PotCoin is one of the first cryptocurrencies for the cannabis industry. This crypto was designed with cannabis banking problems in mind. The trades are direct, allowing people to bypass banks and clearinghouses to make their transactions. PotCoin’s creators focused on Colorado’s cannabis legalization, installing a PotCoin automated teller machine (ATM) at a dispensary in the state.
However, PotCoin didn’t have the impact the creators had hoped – at least not at first. But when a press release and video showing former NBA star Dennis Rodman wearing a potcoin.com shirt in North Korea went public, PotCoin re-entered the media spotlight. CoinMarketCap.com reported that this event drove PotCoin’s value up 75% in one day. By November 2020, PotCoin’s market cap nearly reached $1.5 million, which is significant compared to February 2014’s market cap of $81,547.
PotCoin’s supply is limited, with 420 million coins in circulation. At this point, it’s trading on three markets and has transitioned to proof-of-stake, allowing crypto-miners to mine or validate block transactions per the number of coins they’re holding. PotCoin claims its transaction speeds are 40 seconds, and the cryptocurrency has introduced new features that include HD Wallets, faster network synchronization, and reduced sync times.
HempCoin is also one of the first cannabis cryptocurrencies to hit the scene. This coin was developed for the farming industry and dispensaries. According to HempCoin’s website, it was explicitly designed to “facilitate transactions between marijuana farmers and the local dispensary shops.” But it’s possible to use it to buy gear and tools for cannabis farming.
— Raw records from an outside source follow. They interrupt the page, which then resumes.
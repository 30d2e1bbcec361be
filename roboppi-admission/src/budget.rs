//! Execution budget: concurrency slots, a rolling-window rate limit, and an
//! optional cumulative cost ceiling (spec.md §4.1).
//!
//! The rate window is a ring buffer of timestamps sized `max_rps + 1`;
//! `count_in_window` evicts entries older than `now - 1s` from the front
//! before counting. `consume` re-checks both limits under the same lock
//! that performs the increment — this closes the TOCTOU race the earlier
//! source's separate check-then-consume calls left open (spec.md §9,
//! "budget atomicity").

use parking_lot::Mutex;
use roboppi_common::Rejection;
use std::collections::VecDeque;
use std::time::{Duration, Instant};

#[derive(Debug, Clone, Copy)]
pub struct BudgetLimits {
    pub max_concurrency: u32,
    pub max_rps: u32,
    pub max_cost_budget: Option<f64>,
}

struct BudgetState {
    active_slots: u32,
    rate_window: VecDeque<Instant>,
    cumulative_cost: f64,
}

/// Thread-safe execution budget tracker. One instance guards one logical
/// resource pool (e.g. one provider, or the process-wide default pool).
pub struct ExecutionBudget {
    limits: BudgetLimits,
    state: Mutex<BudgetState>,
}

/// What `can_issue`/`consume` found insufficient. A strict subset of
/// [`Rejection`] — the budget never produces circuit/backpressure reasons.
#[derive(Debug, Clone, Copy, PartialEq, Eq)]
pub enum BudgetRejection {
    AttemptsExhausted,
    ConcurrencyLimit,
    RateLimit,
    CostBudget,
}

impl From<BudgetRejection> for Rejection {
    fn from(r: BudgetRejection) -> Self {
        match r {
            BudgetRejection::AttemptsExhausted => Rejection::AttemptsExhausted,
            BudgetRejection::ConcurrencyLimit => Rejection::ConcurrencyLimit,
            BudgetRejection::RateLimit => Rejection::RateLimit,
            BudgetRejection::CostBudget => Rejection::CostBudget,
        }
    }
}

impl ExecutionBudget {
    pub fn new(limits: BudgetLimits) -> Self {
        Self {
            limits,
            state: Mutex::new(BudgetState {
                active_slots: 0,
                rate_window: VecDeque::with_capacity(limits.max_rps as usize + 1),
                cumulative_cost: 0.0,
            }),
        }
    }

    /// Non-mutating admission check (spec.md §4.1 `canIssue`).
    pub fn can_issue(
        &self,
        attempt_index: u32,
        max_attempts: u32,
        cost_hint: Option<f64>,
    ) -> Result<(), BudgetRejection> {
        if attempt_index >= max_attempts {
            return Err(BudgetRejection::AttemptsExhausted);
        }
        let mut state = self.state.lock();
        evict_expired(&mut state.rate_window);

        if state.active_slots >= self.limits.max_concurrency {
            return Err(BudgetRejection::ConcurrencyLimit);
        }
        if state.rate_window.len() as u32 >= self.limits.max_rps {
            return Err(BudgetRejection::RateLimit);
        }
        if let (Some(max_cost), Some(hint)) = (self.limits.max_cost_budget, cost_hint) {
            if state.cumulative_cost + hint > max_cost {
                return Err(BudgetRejection::CostBudget);
            }
        }
        Ok(())
    }

    /// Atomic check-and-apply (spec.md §4.1 `consume`). Returns `false`
    /// (and applies nothing) if either the rate or cost check fails under
    /// the same critical section as the increment.
    pub fn consume(&self, attempt_index: u32, max_attempts: u32, cost_hint: Option<f64>) -> bool {
        if attempt_index >= max_attempts {
            return false;
        }
        let mut state = self.state.lock();
        evict_expired(&mut state.rate_window);

        if state.active_slots >= self.limits.max_concurrency {
            return false;
        }
        if state.rate_window.len() as u32 >= self.limits.max_rps {
            return false;
        }
        if let (Some(max_cost), Some(hint)) = (self.limits.max_cost_budget, cost_hint) {
            if state.cumulative_cost + hint > max_cost {
                return false;
            }
        }

        state.active_slots += 1;
        state.rate_window.push_back(Instant::now());
        if let Some(hint) = cost_hint {
            debug_assert!(hint >= 0.0, "negative cost hint must be rejected earlier");
            state.cumulative_cost += hint;
        }
        true
    }

    /// Decrements active slots and cumulative cost (floor 0) by the
    /// granted amounts (spec.md §4.1 `release`).
    pub fn release(&self, cost_hint: Option<f64>) {
        let mut state = self.state.lock();
        state.active_slots = state.active_slots.saturating_sub(1);
        if let Some(hint) = cost_hint {
            state.cumulative_cost = (state.cumulative_cost - hint).max(0.0);
        }
    }

    pub fn active_slots(&self) -> u32 {
        self.state.lock().active_slots
    }
}

fn evict_expired(window: &mut VecDeque<Instant>) {
    let cutoff = Instant::now() - Duration::from_secs(1);
    while matches!(window.front(), Some(ts) if *ts < cutoff) {
        window.pop_front();
    }
}

/// Construct a budget from a non-negative cost hint, rejecting loudly on
/// a negative input (spec.md §4.1: "negative cost inputs are a
/// programming error and must fail loudly").
pub fn validate_cost_hint(cost_hint: Option<f64>) -> Result<(), super::error::AdmissionError> {
    if let Some(hint) = cost_hint {
        if hint < 0.0 {
            return Err(super::error::AdmissionError::NegativeAmount(format!(
                "cost hint {hint} is negative"
            )));
        }
    }
    Ok(())
}

#[cfg(test)]
mod tests {
    #![allow(clippy::unwrap_used)]

    use super::*;

    fn limits() -> BudgetLimits {
        BudgetLimits {
            max_concurrency: 2,
            max_rps: 2,
            max_cost_budget: Some(10.0),
        }
    }

    #[test]
    fn can_issue_allows_within_limits() {
        let budget = ExecutionBudget::new(limits());
        assert!(budget.can_issue(0, 3, Some(1.0)).is_ok());
    }

    #[test]
    fn attempts_exhausted_is_checked_first() {
        let budget = ExecutionBudget::new(limits());
        assert_eq!(
            budget.can_issue(3, 3, None),
            Err(BudgetRejection::AttemptsExhausted)
        );
    }

    #[test]
    fn consume_is_atomic_and_rejects_over_concurrency() {
        let budget = ExecutionBudget::new(limits());
        assert!(budget.consume(0, 5, None));
        assert!(budget.consume(0, 5, None));
        // third concurrent consume exceeds max_concurrency=2
        assert!(!budget.consume(0, 5, None));
        assert_eq!(budget.active_slots(), 2);
    }

    #[test]
    fn release_floors_at_zero() {
        let budget = ExecutionBudget::new(limits());
        budget.release(None);
        assert_eq!(budget.active_slots(), 0);
    }

    #[test]
    fn cost_budget_rejects_when_exceeded() {
        let budget = ExecutionBudget::new(limits());
        assert!(budget.consume(0, 5, Some(9.0)));
        assert!(!budget.consume(0, 5, Some(2.0)));
    }
}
At this point, HempCoin is being used across the agriculture industry; it’s not limited to cannabis. Thus, it’s safe to say that its use cases are quite vast and impressive, especially compared to other marijuana cryptocurrencies.
CannabisCoin hit the crypto scene a few months after PotCoin. As a proof-of-work, peer-to-peer open-source currency, the idea behind it was to facilitate transactions for dispensaries.
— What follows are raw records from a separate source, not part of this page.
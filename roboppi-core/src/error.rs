//! Error type for the wiring crate itself. Subsystem crates keep their own
//! closed error enums; this one covers config loading, job payload
//! shaping, and artifact I/O — the glue `roboppi-core` adds on top.

use thiserror::Error;

#[derive(Debug, Error)]
pub enum CoreError {
    #[error("failed to read config file {path}: {source}")]
    ConfigRead {
        path: String,
        #[source]
        source: std::io::Error,
    },

    #[error("failed to parse config file {path}: {source}")]
    ConfigParse {
        path: String,
        #[source]
        source: toml::de::Error,
    },

    #[error("invalid config value at {path}: {message}")]
    ConfigValue { path: String, message: String },

    #[error("failed to read workflow file {path}: {source}")]
    WorkflowRead {
        path: String,
        #[source]
        source: std::io::Error,
    },

    #[error("failed to parse workflow file {path}: {source}")]
    WorkflowParse {
        path: String,
        #[source]
        source: serde_json::Error,
    },

    #[error("workflow validation failed: {0}")]
    WorkflowInvalid(#[from] roboppi_common::error::CommonError),

    #[error("job payload invalid: {0}")]
    InvalidPayload(String),

    #[error("failed to write artifact {path}: {source}")]
    ArtifactWrite {
        path: String,
        #[source]
        source: std::io::Error,
    },
}

pub type CoreResult<T> = Result<T, CoreError>;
This cannabis cryptocurrency can be converted directly into cannabis. There’s a line of cannabis medicines and strains being grown specifically to exchange for CannabisCoin, allowing people to purchase 1 gram of medication with 1 CannabisCoin. The supply of CannabisCoin is 91.8 million coins, and over 77 million coins are currently in circulation.
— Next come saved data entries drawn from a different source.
#[cfg(test)]
mod tests {
    #![allow(clippy::unwrap_used)]
    use super::*;
    use async_trait::async_trait;
    use roboppi_common::{CostRecord, GrantedTokens, PermitId};
    use std::sync::atomic::{AtomicUsize, Ordering};

    struct AlwaysGrantAdmission;

    #[async_trait]
    impl AdmissionPort for AlwaysGrantAdmission {
        async fn request_permit(
            &self,
            job: &Job,
            attempt_index: u32,
        ) -> Result<roboppi_common::Permit, roboppi_common::Rejection> {
            Ok(roboppi_common::Permit {
                id: PermitId::new(),
                job_id: job.id,
                attempt_index,
                deadline: Utc::now() + chrono::Duration::seconds(60),
                tokens: GrantedTokens::new(None),
                breaker_snapshot: HashMap::new(),
                cancel: CancelHandle::new(),
            })
        }

        fn complete_permit(&self, _id: PermitId) {}
        fn revoke_permit(&self, _id: PermitId, _reason: CancelReason) {}
    }

    struct SucceedingGateway {
        calls: AtomicUsize,
    }

    #[async_trait]
    impl GatewayPort for SucceedingGateway {
        async fn delegate_task(
            &self,
            _task: WorkerTask,
            _permit: &roboppi_common::Permit,
        ) -> WorkerResult {
            self.calls.fetch_add(1, Ordering::SeqCst);
            WorkerResult {
                status: WorkerStatus::Succeeded,
                artifacts: Vec::new(),
                observations: Vec::new(),
                cost: CostRecord {
                    wall_time: Duration::from_millis(1),
                    token_estimate: None,
                },
                duration: Duration::from_millis(1),
                exit_code: Some(0),
                error_class: None,
            }
        }
    }

    fn step(deps: &[&str]) -> roboppi_common::StepSpec {
        roboppi_common::StepSpec {
            worker: WorkerKind::Opencode,
            workspace: "ws".into(),
            instructions: "do things".into(),
            capabilities: HashSet::new(),
            timeout: Duration::from_secs(5),
            on_failure: OnFailure::Abort,
            max_retries: None,
            depends_on: deps.iter().map(|s| s.to_string()).collect(),
            inputs: HashMap::new(),
            outputs: HashSet::new(),
            completion_check: None,
            stall_policy: None,
            management: None,
        }
    }

    fn workflow(steps: Vec<(&str, roboppi_common::StepSpec)>) -> WorkflowDefinition {
        WorkflowDefinition {
            name: "t".into(),
            version: "1".into(),
            timeout: Duration::from_secs(60),
            concurrency: Some(2),
            context_dir: None,
            default_management: None,
            steps: steps.into_iter().map(|(k, v)| (k.to_string(), v)).collect(),
        }
    }

    #[tokio::test]
    async fn linear_chain_runs_to_success() {
        let executor = WorkflowExecutor::new(
            Arc::new(AlwaysGrantAdmission),
            Arc::new(SucceedingGateway {
                calls: AtomicUsize::new(0),
            }),
        );
        let wf = workflow(vec![("a", step(&[])), ("b", step(&["a"]))]);
        let root = std::env::temp_dir();
        let state = executor.run(&wf, &root, CancelHandle::new()).await;
        assert_eq!(state.status, WorkflowStatus::Succeeded);
        assert_eq!(state.steps["a"].status, StepStatus::Succeeded);
        assert_eq!(state.steps["b"].status, StepStatus::Succeeded);
    }

    #[tokio::test]
    async fn failed_step_skips_downstream() {
        struct FailingGateway;
        #[async_trait]
        impl GatewayPort for FailingGateway {
            async fn delegate_task(
                &self,
                _task: WorkerTask,
                _permit: &roboppi_common::Permit,
            ) -> WorkerResult {
                WorkerResult::failed(ErrorClass::NonRetryable, "boom")
            }
        }
        let executor =
            WorkflowExecutor::new(Arc::new(AlwaysGrantAdmission), Arc::new(FailingGateway));
        let wf = workflow(vec![("a", step(&[])), ("b", step(&["a"]))]);
        let root = std::env::temp_dir();
        let state = executor.run(&wf, &root, CancelHandle::new()).await;
        assert_eq!(state.status, WorkflowStatus::Failed);
        assert_eq!(state.steps["a"].status, StepStatus::Failed);
        assert_eq!(state.steps["b"].status, StepStatus::Skipped);
    }

    #[tokio::test]
    async fn exhausted_completion_check_with_continue_yields_incomplete_status() {
        // Every delegated task (worker run or check run) reports success,
        // but the check's observations always read "INCOMPLETE" — forcing
        // the loop to run out its `max_iterations` budget.
        struct AlwaysIncompleteGateway;
        #[async_trait]
        impl GatewayPort for AlwaysIncompleteGateway {
            async fn delegate_task(
                &self,
                _task: WorkerTask,
                _permit: &roboppi_common::Permit,
            ) -> WorkerResult {
                WorkerResult {
                    status: WorkerStatus::Succeeded,
                    artifacts: Vec::new(),
                    observations: vec!["INCOMPLETE".to_string()],
                    cost: CostRecord {
                        wall_time: Duration::from_millis(1),
                        token_estimate: None,
                    },
                    duration: Duration::from_millis(1),
                    exit_code: Some(0),
                    error_class: None,
                }
            }
        }

        let mut with_check = step(&[]);
        with_check.completion_check = Some(roboppi_common::CompletionCheckSpec {
            worker: WorkerKind::Opencode,
            instructions: "check it".into(),
            capabilities: HashSet::new(),
            max_iterations: 2,
            on_iterations_exhausted: OnIterationsExhausted::Continue,
        });

        let executor = WorkflowExecutor::new(
            Arc::new(AlwaysGrantAdmission),
            Arc::new(AlwaysIncompleteGateway),
        );
        let wf = workflow(vec![("a", with_check)]);
        let root = std::env::temp_dir();
        let state = executor.run(&wf, &root, CancelHandle::new()).await;

        assert_eq!(state.steps["a"].status, StepStatus::Incomplete);
        // An exhausted-but-continue step is success-like for the
        // workflow's overall terminal status (spec.md §4.9).
        assert_eq!(state.status, WorkflowStatus::Succeeded);
    }

    #[tokio::test]
    async fn workflow_cancel_marks_remaining_steps_cancelled() {
        // Models a worker adapter that honors the task's abort handle
        // instead of ignoring it, the way a real gateway must.
        struct CancelAwareGateway;
        #[async_trait]
        impl GatewayPort for CancelAwareGateway {
            async fn delegate_task(
                &self,
                task: WorkerTask,
                _permit: &roboppi_common::Permit,
            ) -> WorkerResult {
                task.abort.aborted().await;
                WorkerResult::cancelled(Duration::from_millis(1))
            }
        }
        let executor =
            WorkflowExecutor::new(Arc::new(AlwaysGrantAdmission), Arc::new(CancelAwareGateway));
        let wf = workflow(vec![("a", step(&[]))]);
        let root = std::env::temp_dir();
        let cancel = CancelHandle::new();
        let cancel2 = cancel.clone();
        tokio::spawn(async move {
            tokio::time::sleep(Duration::from_millis(20)).await;
            cancel2.fire(CancelReason::User);
        });
        let state = tokio::time::timeout(Duration::from_secs(5), executor.run(&wf, &root, cancel))
            .await
            .expect("workflow should react to cancellation promptly");
        assert_eq!(state.steps["a"].status, StepStatus::Cancelled);
    }
}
CannaCoin is a cannabis cryptocurrency running on a decentralized blockchain that uses Peer2Peer tech. The currency has been around a while, but it transitioned to proof-of-stake at block 370,000.
Its founders describe this crypto as “a group of cannabis enthusiasts working towards future developments of cryptocurrency applications related to cannabis production, seed production, extract production, glass blowing facilities, vape and dab station manufacturing, crypto development, and more.”
Adam Howell founded DopeCoin with the mission “to provide marijuana enthusiasts with a modern and secure way of doing business for the 21st century.” Its website says DopeCoin users can make their transactions pseudo-anonymously in less than a minute without paying any fees or transaction costs.
The vision for this coin was to make the Silk Road for marijuana transactions. With 117 million DopeCoin in circulation, it’s limited. But it is also a proof-of-stake currency, offering investors the ability to earn 5% in interest annually.
New Jersey Cannabis Crypto-Based Payment System Implementation
For operations looking to accept marijuana-specific cryptocurrencies, virtual wallets hold and store these coins. This is the same across the crypto industry.